**Exercise**
As the answer, set down the lines below from the one containing "if tick % PING_EVERY" through the one containing "let mut frames = 0;", exactly and inclusively, and no others.

**Supplied material**
================

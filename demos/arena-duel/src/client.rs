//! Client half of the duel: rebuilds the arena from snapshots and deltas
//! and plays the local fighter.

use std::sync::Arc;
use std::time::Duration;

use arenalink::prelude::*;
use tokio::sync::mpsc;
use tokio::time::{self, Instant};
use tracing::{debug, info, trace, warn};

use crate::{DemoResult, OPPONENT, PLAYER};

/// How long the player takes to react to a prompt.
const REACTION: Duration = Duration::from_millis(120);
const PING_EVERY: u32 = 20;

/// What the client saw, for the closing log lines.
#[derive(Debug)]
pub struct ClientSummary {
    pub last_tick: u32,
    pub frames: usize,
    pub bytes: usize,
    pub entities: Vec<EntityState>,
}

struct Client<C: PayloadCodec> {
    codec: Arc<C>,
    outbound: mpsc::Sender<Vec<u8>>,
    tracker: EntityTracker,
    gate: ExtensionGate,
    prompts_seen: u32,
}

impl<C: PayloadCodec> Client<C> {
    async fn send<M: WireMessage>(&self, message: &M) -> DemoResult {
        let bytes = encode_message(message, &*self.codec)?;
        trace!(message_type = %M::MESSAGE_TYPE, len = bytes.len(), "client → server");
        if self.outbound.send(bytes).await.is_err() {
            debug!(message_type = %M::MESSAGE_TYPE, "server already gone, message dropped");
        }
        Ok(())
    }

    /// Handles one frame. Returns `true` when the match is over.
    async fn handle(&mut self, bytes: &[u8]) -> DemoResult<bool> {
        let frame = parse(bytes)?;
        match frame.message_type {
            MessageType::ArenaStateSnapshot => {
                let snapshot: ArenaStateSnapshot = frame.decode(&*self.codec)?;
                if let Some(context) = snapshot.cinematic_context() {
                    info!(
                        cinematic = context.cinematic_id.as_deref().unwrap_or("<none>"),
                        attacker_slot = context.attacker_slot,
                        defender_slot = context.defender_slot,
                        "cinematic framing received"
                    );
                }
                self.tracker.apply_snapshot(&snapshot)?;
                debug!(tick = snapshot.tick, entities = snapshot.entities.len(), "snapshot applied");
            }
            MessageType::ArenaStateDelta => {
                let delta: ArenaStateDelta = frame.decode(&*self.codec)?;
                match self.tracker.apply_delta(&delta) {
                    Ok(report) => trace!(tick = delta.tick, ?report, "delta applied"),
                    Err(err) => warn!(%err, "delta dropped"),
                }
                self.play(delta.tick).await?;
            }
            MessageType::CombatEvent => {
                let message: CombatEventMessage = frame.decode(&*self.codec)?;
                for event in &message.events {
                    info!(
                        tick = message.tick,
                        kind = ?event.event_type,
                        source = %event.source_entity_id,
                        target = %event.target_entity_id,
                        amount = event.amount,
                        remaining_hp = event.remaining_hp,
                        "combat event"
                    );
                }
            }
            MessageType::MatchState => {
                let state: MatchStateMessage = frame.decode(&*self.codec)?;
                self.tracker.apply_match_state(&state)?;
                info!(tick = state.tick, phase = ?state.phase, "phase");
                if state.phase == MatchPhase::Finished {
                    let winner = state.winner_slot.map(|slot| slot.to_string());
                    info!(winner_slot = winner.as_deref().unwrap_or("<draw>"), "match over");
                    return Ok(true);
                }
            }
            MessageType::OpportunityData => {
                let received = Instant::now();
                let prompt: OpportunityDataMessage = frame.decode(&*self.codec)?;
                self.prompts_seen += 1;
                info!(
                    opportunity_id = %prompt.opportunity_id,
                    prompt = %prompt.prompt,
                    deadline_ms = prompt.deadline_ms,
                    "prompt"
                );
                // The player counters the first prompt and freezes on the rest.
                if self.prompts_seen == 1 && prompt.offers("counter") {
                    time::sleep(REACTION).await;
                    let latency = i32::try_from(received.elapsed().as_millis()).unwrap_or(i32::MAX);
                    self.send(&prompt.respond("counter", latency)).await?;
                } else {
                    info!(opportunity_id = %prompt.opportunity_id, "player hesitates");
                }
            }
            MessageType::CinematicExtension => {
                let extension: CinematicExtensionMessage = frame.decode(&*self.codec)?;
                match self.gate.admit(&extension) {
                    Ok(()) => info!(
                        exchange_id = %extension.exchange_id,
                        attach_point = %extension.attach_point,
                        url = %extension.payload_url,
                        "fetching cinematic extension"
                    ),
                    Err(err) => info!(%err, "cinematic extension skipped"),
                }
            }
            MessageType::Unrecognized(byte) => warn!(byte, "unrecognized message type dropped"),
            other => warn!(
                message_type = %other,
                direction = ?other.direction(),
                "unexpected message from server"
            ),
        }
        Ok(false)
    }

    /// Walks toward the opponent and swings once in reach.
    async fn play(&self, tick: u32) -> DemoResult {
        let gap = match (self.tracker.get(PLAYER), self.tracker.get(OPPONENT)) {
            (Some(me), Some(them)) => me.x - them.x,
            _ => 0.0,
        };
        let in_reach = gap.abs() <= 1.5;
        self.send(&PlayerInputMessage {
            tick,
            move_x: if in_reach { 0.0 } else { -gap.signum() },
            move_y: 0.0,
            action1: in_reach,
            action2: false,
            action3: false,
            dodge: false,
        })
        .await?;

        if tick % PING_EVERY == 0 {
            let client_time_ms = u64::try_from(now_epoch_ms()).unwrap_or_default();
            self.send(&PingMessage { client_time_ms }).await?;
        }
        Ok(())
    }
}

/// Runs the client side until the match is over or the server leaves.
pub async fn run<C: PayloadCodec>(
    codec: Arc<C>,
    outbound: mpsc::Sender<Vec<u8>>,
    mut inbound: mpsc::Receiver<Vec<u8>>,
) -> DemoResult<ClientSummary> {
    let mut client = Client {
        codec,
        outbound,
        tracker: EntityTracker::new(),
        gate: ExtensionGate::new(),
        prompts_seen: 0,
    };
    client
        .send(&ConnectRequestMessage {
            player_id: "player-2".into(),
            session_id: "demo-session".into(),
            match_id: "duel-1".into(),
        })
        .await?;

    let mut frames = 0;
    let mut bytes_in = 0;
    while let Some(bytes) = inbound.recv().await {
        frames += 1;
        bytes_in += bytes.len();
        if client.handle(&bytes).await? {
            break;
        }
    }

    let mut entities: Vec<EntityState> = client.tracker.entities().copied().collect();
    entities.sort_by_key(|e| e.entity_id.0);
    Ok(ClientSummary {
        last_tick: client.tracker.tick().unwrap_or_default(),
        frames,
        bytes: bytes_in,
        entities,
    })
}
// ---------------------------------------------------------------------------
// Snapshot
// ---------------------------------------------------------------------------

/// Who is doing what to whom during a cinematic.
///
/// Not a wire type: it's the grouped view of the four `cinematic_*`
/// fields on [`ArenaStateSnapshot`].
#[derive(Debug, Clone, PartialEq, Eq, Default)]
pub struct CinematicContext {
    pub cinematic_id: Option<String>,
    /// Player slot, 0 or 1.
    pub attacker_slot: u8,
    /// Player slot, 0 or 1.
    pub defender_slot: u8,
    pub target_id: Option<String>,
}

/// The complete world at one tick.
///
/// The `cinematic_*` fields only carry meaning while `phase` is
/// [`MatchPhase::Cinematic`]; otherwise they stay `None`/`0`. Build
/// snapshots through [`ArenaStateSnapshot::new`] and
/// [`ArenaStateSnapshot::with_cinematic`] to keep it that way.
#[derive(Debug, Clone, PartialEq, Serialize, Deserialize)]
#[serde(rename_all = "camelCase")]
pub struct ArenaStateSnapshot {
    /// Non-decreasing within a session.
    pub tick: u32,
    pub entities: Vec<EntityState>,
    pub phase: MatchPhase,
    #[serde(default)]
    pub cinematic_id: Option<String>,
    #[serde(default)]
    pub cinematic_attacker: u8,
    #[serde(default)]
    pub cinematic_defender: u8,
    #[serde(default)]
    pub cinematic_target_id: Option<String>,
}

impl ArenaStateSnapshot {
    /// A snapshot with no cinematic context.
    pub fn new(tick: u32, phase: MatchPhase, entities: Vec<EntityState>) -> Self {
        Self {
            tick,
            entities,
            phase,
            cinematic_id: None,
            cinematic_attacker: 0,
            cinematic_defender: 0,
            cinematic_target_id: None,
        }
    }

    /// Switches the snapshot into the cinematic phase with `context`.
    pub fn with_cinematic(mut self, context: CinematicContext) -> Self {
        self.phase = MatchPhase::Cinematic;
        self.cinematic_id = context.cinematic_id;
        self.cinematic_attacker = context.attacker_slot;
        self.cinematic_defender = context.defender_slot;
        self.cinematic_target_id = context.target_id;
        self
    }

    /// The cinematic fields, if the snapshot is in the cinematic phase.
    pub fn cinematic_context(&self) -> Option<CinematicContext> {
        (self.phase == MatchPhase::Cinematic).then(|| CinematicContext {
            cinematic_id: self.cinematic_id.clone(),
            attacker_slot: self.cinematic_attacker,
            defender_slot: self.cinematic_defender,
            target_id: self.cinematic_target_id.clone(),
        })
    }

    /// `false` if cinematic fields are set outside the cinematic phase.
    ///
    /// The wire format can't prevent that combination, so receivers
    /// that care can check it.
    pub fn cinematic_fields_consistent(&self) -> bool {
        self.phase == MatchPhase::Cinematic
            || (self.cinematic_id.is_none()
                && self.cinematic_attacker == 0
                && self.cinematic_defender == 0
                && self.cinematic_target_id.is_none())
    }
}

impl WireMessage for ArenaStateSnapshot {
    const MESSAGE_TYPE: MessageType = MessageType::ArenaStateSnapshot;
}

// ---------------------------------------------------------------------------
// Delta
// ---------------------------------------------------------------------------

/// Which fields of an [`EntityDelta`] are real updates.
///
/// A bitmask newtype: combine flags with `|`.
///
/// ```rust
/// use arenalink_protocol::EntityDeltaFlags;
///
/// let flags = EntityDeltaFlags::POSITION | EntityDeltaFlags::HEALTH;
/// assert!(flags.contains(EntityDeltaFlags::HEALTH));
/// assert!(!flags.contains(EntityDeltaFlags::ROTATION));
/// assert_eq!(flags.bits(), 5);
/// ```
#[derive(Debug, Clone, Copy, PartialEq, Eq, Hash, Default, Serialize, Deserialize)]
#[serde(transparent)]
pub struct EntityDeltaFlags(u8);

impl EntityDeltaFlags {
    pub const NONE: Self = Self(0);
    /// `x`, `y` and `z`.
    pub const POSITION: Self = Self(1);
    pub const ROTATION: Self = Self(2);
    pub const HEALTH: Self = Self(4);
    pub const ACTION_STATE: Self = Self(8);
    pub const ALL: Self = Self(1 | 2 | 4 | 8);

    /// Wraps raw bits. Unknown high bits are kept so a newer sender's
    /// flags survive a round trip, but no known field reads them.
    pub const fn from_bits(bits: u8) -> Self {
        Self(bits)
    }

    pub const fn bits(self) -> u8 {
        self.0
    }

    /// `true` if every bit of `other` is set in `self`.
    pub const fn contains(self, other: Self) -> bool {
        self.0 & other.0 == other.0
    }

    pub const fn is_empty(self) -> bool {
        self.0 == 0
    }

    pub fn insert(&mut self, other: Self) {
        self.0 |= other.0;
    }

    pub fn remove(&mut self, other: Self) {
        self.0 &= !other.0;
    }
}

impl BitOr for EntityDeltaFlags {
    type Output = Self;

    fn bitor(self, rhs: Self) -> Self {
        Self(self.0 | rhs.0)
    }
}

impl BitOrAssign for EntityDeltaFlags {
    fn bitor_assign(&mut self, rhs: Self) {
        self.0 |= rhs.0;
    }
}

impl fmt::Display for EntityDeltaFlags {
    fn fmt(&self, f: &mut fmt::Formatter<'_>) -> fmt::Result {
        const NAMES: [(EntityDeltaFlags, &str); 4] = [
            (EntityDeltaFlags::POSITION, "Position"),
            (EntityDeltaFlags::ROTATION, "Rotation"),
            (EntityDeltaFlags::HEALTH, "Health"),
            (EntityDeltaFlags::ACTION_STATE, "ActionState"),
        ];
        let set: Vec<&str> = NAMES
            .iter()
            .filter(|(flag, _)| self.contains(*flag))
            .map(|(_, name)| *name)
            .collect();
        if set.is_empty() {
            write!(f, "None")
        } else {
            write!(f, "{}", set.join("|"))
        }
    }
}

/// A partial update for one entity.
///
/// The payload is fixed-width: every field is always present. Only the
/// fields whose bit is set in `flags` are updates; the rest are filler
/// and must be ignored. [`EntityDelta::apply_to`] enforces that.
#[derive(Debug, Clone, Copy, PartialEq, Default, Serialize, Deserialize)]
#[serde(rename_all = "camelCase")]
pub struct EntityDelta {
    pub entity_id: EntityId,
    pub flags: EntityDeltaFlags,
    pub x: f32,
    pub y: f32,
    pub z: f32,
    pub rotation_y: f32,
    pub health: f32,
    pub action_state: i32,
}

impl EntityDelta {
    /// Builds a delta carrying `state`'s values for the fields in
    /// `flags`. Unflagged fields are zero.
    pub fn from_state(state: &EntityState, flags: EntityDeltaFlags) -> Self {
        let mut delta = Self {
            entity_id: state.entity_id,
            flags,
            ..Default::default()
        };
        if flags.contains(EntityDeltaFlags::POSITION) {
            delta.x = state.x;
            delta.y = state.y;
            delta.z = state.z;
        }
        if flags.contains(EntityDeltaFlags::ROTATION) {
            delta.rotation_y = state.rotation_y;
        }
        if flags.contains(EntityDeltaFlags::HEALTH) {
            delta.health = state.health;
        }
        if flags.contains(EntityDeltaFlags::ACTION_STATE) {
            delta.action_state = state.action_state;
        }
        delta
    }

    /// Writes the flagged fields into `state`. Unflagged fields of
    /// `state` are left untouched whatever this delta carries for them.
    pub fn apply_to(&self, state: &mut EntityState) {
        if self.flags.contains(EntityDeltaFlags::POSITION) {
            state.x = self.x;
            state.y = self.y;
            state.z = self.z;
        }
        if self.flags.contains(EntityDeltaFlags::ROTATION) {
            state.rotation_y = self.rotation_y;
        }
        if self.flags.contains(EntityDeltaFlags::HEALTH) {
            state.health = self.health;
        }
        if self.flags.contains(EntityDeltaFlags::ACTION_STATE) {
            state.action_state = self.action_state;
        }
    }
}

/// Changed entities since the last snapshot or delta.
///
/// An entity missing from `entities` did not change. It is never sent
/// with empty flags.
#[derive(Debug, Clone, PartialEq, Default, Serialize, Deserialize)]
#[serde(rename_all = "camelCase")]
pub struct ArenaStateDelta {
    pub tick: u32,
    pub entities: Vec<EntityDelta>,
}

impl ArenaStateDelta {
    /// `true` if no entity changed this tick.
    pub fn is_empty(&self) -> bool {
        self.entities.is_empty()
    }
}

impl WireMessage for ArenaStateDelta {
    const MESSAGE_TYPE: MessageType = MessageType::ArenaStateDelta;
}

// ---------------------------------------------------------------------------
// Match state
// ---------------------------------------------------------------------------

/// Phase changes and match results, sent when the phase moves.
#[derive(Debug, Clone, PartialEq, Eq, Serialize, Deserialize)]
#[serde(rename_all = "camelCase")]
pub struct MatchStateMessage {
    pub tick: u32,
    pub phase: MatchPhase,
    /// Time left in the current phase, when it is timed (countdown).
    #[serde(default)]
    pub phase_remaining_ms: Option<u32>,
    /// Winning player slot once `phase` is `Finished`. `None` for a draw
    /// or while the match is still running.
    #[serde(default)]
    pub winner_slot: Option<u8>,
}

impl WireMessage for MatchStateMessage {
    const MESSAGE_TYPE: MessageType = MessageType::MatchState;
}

================

**Task response**
        if tick % PING_EVERY == 0 {
            let client_time_ms = u64::try_from(now_epoch_ms()).unwrap_or_default();
            self.send(&PingMessage { client_time_ms }).await?;
        }
        Ok(())
    }
}

/// Runs the client side until the match is over or the server leaves.
pub async fn run<C: PayloadCodec>(
    codec: Arc<C>,
    outbound: mpsc::Sender<Vec<u8>>,
    mut inbound: mpsc::Receiver<Vec<u8>>,
) -> DemoResult<ClientSummary> {
    let mut client = Client {
        codec,
        outbound,
        tracker: EntityTracker::new(),
        gate: ExtensionGate::new(),
        prompts_seen: 0,
    };
    client
        .send(&ConnectRequestMessage {
            player_id: "player-2".into(),
            session_id: "demo-session".into(),
            match_id: "duel-1".into(),
        })
        .await?;

    let mut frames = 0;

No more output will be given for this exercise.